El Salvador is a country somewhat obsessed with security. Around every corner you're likely to see one of these cheerful chaps scowling at you, cradling their loaded shotgun. I've seen them standing outside every imaginable building; banks, clothing stores, fast food restaurants, and even a creaky beach access door from a hostel in El Tunco. Footprint guide tells me that there are around 60,000 firearms currently in public circulation, and a very reasonable percentage of them are illegal, but do you fancy telling this guy to give his gun back?

San Salvador, El Salvador
27th September 2009

Friday 25 September 2009

Why You Should Really, Really Pay Attention To Honduras

Being in El Salvador right now, it would take a level of nearly blind ignorance not to be aware of what is going on in Honduras;

I recently recieved this from a friend, who knows someone working for an Human Rights organisation in the capital of Honduras where, right now, the democratically elected president who was deposed by a military coup on July 28th is holed up in the Brazilian embassy. You can get a very good, easily digestable summary of the background to the conflict here. The article below is absolutely mind blowing, and with the history of the military knocking lumps out of the populus via a military coup which thus degrades into civil war as seen in El Salvador twenty years ago, everyone has fingers crossed that events in Honduras will not go the same way.

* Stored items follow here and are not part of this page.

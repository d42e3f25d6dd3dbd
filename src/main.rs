//! launchshop - Terminal Storefront
//!
//! Counts down to launch at local midnight, then opens purchasing. The cart
//! is saved on every change and orders are sent as a prefilled WhatsApp
//! message.

use std::fs::{self, File};
use std::io;
use std::path::{Path, PathBuf};
use std::sync::Mutex;
use std::time::Instant;

use anyhow::Context;
use chrono::Local;
use clap::Parser;
use crossterm::{
    event::{self, DisableMouseCapture, EnableMouseCapture, Event, KeyCode, KeyEventKind},
    execute,
    terminal::{disable_raw_mode, enable_raw_mode, EnterAlternateScreen, LeaveAlternateScreen},
};
use ratatui::{
    backend::{Backend, CrosstermBackend},
    Terminal,
};
use tracing::info;
use tracing_subscriber::EnvFilter;

use launchshop::application::{self, App, Services};
use launchshop::infrastructure::{
    CartStore, FileBlobStore, ShopConfig, SystemClipboard, SystemOpener,
};
use launchshop::presentation::{render_ui, InputHandler};

#[derive(Debug, Parser)]
#[command(name = "launchshop", about = "Terminal storefront with a launch countdown")]
struct Args {
    /// Storefront configuration file (TOML); defaults apply when missing
    #[arg(long, default_value = "launchshop.toml")]
    config: PathBuf,

    /// Directory holding the saved cart and the log file
    #[arg(long, default_value = ".launchshop")]
    data_dir: PathBuf,
}

fn init_logging(data_dir: &Path) -> anyhow::Result<()> {
    fs::create_dir_all(data_dir)
        .with_context(|| format!("creating data directory {}", data_dir.display()))?;
    let log_path = data_dir.join("launchshop.log");
    let log_file = File::options()
        .create(true)
        .append(true)
        .open(&log_path)
        .with_context(|| format!("opening log file {}", log_path.display()))?;

    // The terminal is in raw mode, so logs go to a file.
    tracing_subscriber::fmt()
        .with_env_filter(EnvFilter::try_from_default_env().unwrap_or_else(|_| EnvFilter::new("info")))
        .with_writer(Mutex::new(log_file))
        .with_ansi(false)
        .init();
    Ok(())
}

/// Entry point for the storefront.
///
/// Loads configuration, restores the saved cart, sets up the terminal and
/// runs the event loop until the user quits.
fn main() -> anyhow::Result<()> {
    let args = Args::parse();
    init_logging(&args.data_dir)?;

    let config = ShopConfig::load(&args.config)
        .with_context(|| format!("loading configuration from {}", args.config.display()))?;
    info!(shop = %config.shop_name, products = config.products.len(), "starting storefront");

    let services = Services {
        store: CartStore::new(
            Box::new(FileBlobStore::new(args.data_dir.clone())),
            config.storage_key.clone(),
        ),
        opener: Box::new(SystemOpener),
        clipboard: Box::new(SystemClipboard::default()),
    };
    let mut app = App::new(&config, services, &Local::now(), Instant::now());

    enable_raw_mode()?;
    let mut stdout = io::stdout();
    execute!(stdout, EnterAlternateScreen, EnableMouseCapture)?;
    let backend = CrosstermBackend::new(stdout);
    let mut terminal = Terminal::new(backend)?;

    let res = run_app(&mut terminal, &mut app);

    disable_raw_mode()?;
    execute!(
        terminal.backend_mut(),
        LeaveAlternateScreen,
        DisableMouseCapture
    )?;
    terminal.show_cursor()?;

    if let Err(err) = res {
        println!("{err:?}");
    }

    info!("storefront closed");
    Ok(())
}

/// Main application event loop.
///
/// Waits for a key press or the next timer deadline (countdown tick or
/// toast expiry). Once the launch has happened and no toast is showing,
/// there is no deadline and the loop blocks on input alone.
fn run_app<B: Backend>(terminal: &mut Terminal<B>, app: &mut App) -> io::Result<()> {
    loop {
        terminal.draw(|f| render_ui(f, app))?;

        let ready = match app.poll_timeout(Instant::now()) {
            Some(timeout) => event::poll(timeout)?,
            None => true,
        };

        if ready {
            if let Event::Key(key) = event::read()? {
                if key.kind == KeyEventKind::Press {
                    match key.code {
                        KeyCode::Char('q') if matches!(app.mode, application::AppMode::Browsing) => return Ok(()),
                        _ => InputHandler::handle_key_event(app, key.code, key.modifiers),
                    }
                }
            }
        }

        app.on_timer(Instant::now(), &Local::now());
    }
}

International Accompaniment and Observation Delegation
Quixote Center
19-26 September 2009

September 23, 2009
Patty Adams

POLITICAL PERSECUTIONS AND DETENTION * EXCESSIVE USE OF FORCE BY POLICE AND MILITARY * STATE OF EMERGENCY: PEOPLE LACKING FOOD AND WATER AFTER 42 HOUR CURFEW * POLICE STATE

Democratically-elected Honduran President Manuel Zelaya, deposed by a military coup on June 28, returned clandestinely to Tegucigalpa, appearing at the Brazilian Embassy around mid-day on Monday, September 21. As word of his arrival spread, thousands of Hondurans who’ve been calling for his return began to assemble outside the Embassy to celebrate, catch a glimpse, and show their support.

Our delegation was there for a few hours in the early afternoon and saw the enormous excitement, relief, pride, and possibility in the faces of the thousands of people both young and old, campesinos and school teachers, students and mothers, indigenous people and workers, all full of hope. The return of Zelaya means the possibility for free and fair elections, a constituent assembly for the creation of a more inclusive constitution, and an end to the repressive practices of the de facto regime. Such practices have left dozens dead, thousands detained illegally, hundreds wounded, and several “disappeared” in the wake of persistent and violent persecution of the peaceful resistance movement which has taken to the streets daily since the coup.

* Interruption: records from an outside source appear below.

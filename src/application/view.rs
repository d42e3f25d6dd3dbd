//! Projection of the cart into what the cart drawer displays.

use crate::domain::{format_money, Cart};

pub const EMPTY_CART_MESSAGE: &str = "Your cart is empty.";

/// One rendered line of the cart drawer.
#[derive(Debug, Clone, PartialEq)]
pub struct CartRow {
    pub id: String,
    pub name: String,
    pub unit_price: String,
    pub qty: u32,
    pub line_total: String,
}

/// Everything the drawer needs, rebuilt from scratch on every change.
#[derive(Debug, Clone, PartialEq)]
pub struct CartView {
    pub rows: Vec<CartRow>,
    pub total: f64,
    pub total_label: String,
    pub item_count: u32,
    pub checkout_enabled: bool,
    pub placeholder: Option<&'static str>,
}

impl CartView {
    pub fn project(cart: &Cart, currency_symbol: &str) -> Self {
        if cart.is_empty() {
            return Self {
                rows: Vec::new(),
                total: 0.0,
                total_label: format_money(currency_symbol, 0.0),
                item_count: 0,
                checkout_enabled: false,
                placeholder: Some(EMPTY_CART_MESSAGE),
            };
        }

        let rows = cart
            .items()
            .iter()
            .map(|item| CartRow {
                id: item.id.clone(),
                name: item.name.clone(),
                unit_price: format_money(currency_symbol, item.price),
                qty: item.qty,
                line_total: format_money(currency_symbol, item.line_total()),
            })
            .collect();
        let total = cart.total();

        Self {
            rows,
            total,
            total_label: format_money(currency_symbol, total),
            item_count: cart.item_count(),
            checkout_enabled: true,
            placeholder: None,
        }
    }
}

impl Default for CartView {
    fn default() -> Self {
        Self::project(&Cart::default(), "")
    }
}

#[cfg(test)]
mod tests {
    use super::*;
    use crate::domain::OrderComposer;

    #[test]
    fn test_empty_cart_projection() {
        let view = CartView::project(&Cart::default(), "₹");

        assert!(view.rows.is_empty());
        assert_eq!(view.total, 0.0);
        assert_eq!(view.total_label, "₹0");
        assert!(!view.checkout_enabled);
        assert_eq!(view.placeholder, Some(EMPTY_CART_MESSAGE));
    }

    #[test]
    fn test_rows_follow_cart_order() {
        let cart = Cart::default()
            .with_added("shirt", "shirt", 250.0)
            .with_added("shirt", "shirt", 250.0)
            .with_added("mug", "mug", 150.0);

        let view = CartView::project(&cart, "₹");

        assert_eq!(view.rows.len(), 2);
        assert_eq!(view.rows[0].name, "shirt");
        assert_eq!(view.rows[0].unit_price, "₹250");
        assert_eq!(view.rows[0].line_total, "₹500");
        assert_eq!(view.rows[1].qty, 1);
        assert_eq!(view.total_label, "₹650");
        assert_eq!(view.item_count, 3);
        assert!(view.checkout_enabled);
        assert!(view.placeholder.is_none());
    }

    #[test]
    fn test_total_matches_order_message() {
        let cart = Cart::default()
            .with_added("tee", "tee", 799.0)
            .with_quantity("tee", 3)
            .with_added("cap", "cap", 349.5);

        let view = CartView::project(&cart, "₹");
        let message = OrderComposer::new("Shop", "1", "₹").compose_order(&cart);

        assert_eq!(view.total, 2746.5);
        assert!(message.contains(&format!("Total: {}", view.total_label)));
    }
}
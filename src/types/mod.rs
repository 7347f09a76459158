//! Shared types for Keyway

pub mod error;

pub use error::{ErrorKind, KeywayError, Result};
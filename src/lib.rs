//! Keyway - SSH public keys by username over HTTP
//!
//! Resolves a username to SSH public keys and serves them as an
//! authorized_keys file, a setup script or a web page.
//!
//! ## Sources
//!
//! - **Uploads**: keys submitted over a WebSocket, live while it stays open
//! - **Disk**: authorized_keys files named after users
//! - **GitHub**: the public keys of GitHub users, cached
//!
//! Sources are tried in that order; a blocklist is applied in front of all
//! of them.

pub mod auth;
pub mod config;
pub mod format;
pub mod keys;
pub mod repo;
pub mod server;
pub mod types;
pub mod ws;

pub use config::Args;
pub use keys::PublicKey;
pub use repo::{KeyRecord, KeyRepository, KeySource};
pub use server::{run, AppState};
pub use types::{ErrorKind, KeywayError, Result};
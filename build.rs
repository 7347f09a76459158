//! Build script for keyway
//!
//! Captures the git commit and build time for the startup banner.

use std::process::Command;

/// Run a git command and return its trimmed stdout, or "unknown"
fn git(args: &[&str]) -> String {
    Command::new("git")
        .args(args)
        .output()
        .ok()
        .filter(|output| output.status.success())
        .and_then(|output| String::from_utf8(output.stdout).ok())
        .map(|s| s.trim().to_string())
        .unwrap_or_else(|| "unknown".to_string())
}

fn main() {
    println!(
        "cargo:rustc-env=KEYWAY_GIT_COMMIT={}",
        git(&["rev-parse", "--short", "HEAD"])
    );

    let timestamp = chrono::Utc::now().format("%Y-%m-%dT%H:%M:%SZ").to_string();
    println!("cargo:rustc-env=KEYWAY_BUILD_TIMESTAMP={}", timestamp);

    println!("cargo:rerun-if-changed=.git/HEAD");
    println!("cargo:rerun-if-changed=.git/refs/heads/");
}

By mid-afternoon on Monday, the de facto government had called an obligatory, nationwide curfew from 4pm until 7am. Our delegation made the quick and difficult decision to return to our guesthouse, even as hundreds of people continued arriving to the area around the Brazilian Embassy, just a short block from the US Embassy and the United Nations building.

At 5am on Tuesday the 22nd, tanks and military personnel on foot passed the police barricades around the Brazilian Embassy and began firing tear gas and live ammunition into the crowd of about 500 people who had stayed all night holding peaceful vigil outside. Many people didn’t have enough time to gather their belongings and left behind shoes and purses as they fled; many family members were split up in the process of trying to escape the blows of military clubs and tear gas. Some people were offered shelter in nearby homes. When they had finished rounding up, detaining, or dispersing those assembled, the armed state actors then proceeded to break the windows and slash the tires of cars left behind by protestors before impounding them.

Despite the extension of the curfew from 7am to 6pm, members of our delegation were able to visit the hospital and interview some of those treated, many of whom were from outside Tegucigalpa and were still trying to track down all the members of the groups with which they had travelled to the city when they heard of Zelaya’s return. At least 18 people received attention at the Hospital Escuela, the main public hospital, including stitches in the head and treatment for fractured bones (see http://hondurasaccompaniment.wordpress.com/photos-video/).

Other delegation members visited the Chochi Sosa baseball stadium, which had been converted into a mass detention center for people who had violated the mandatory curfew as well as those who had been gathered outside the Brazilian Embassy. Some of those detained had been seriously wounded; some had sustained multiple traumas to the head. They all stood in the blazing mid-day sun in the stadium. The delegation accompanied the most seriously injured to a clinic, where treatment cost USD $80 -- a week’s salary, if you have a job.

That afternoon, people from all over Tegucigalpa called into one of the few non-coup television stations, Chanel 36 Cholusat Sur, which also transmits on the radio. They announced to the media that they were running out of food and water, and feeling desperate under the curfew. One woman said that her diabetic mother had not had insulin for three days.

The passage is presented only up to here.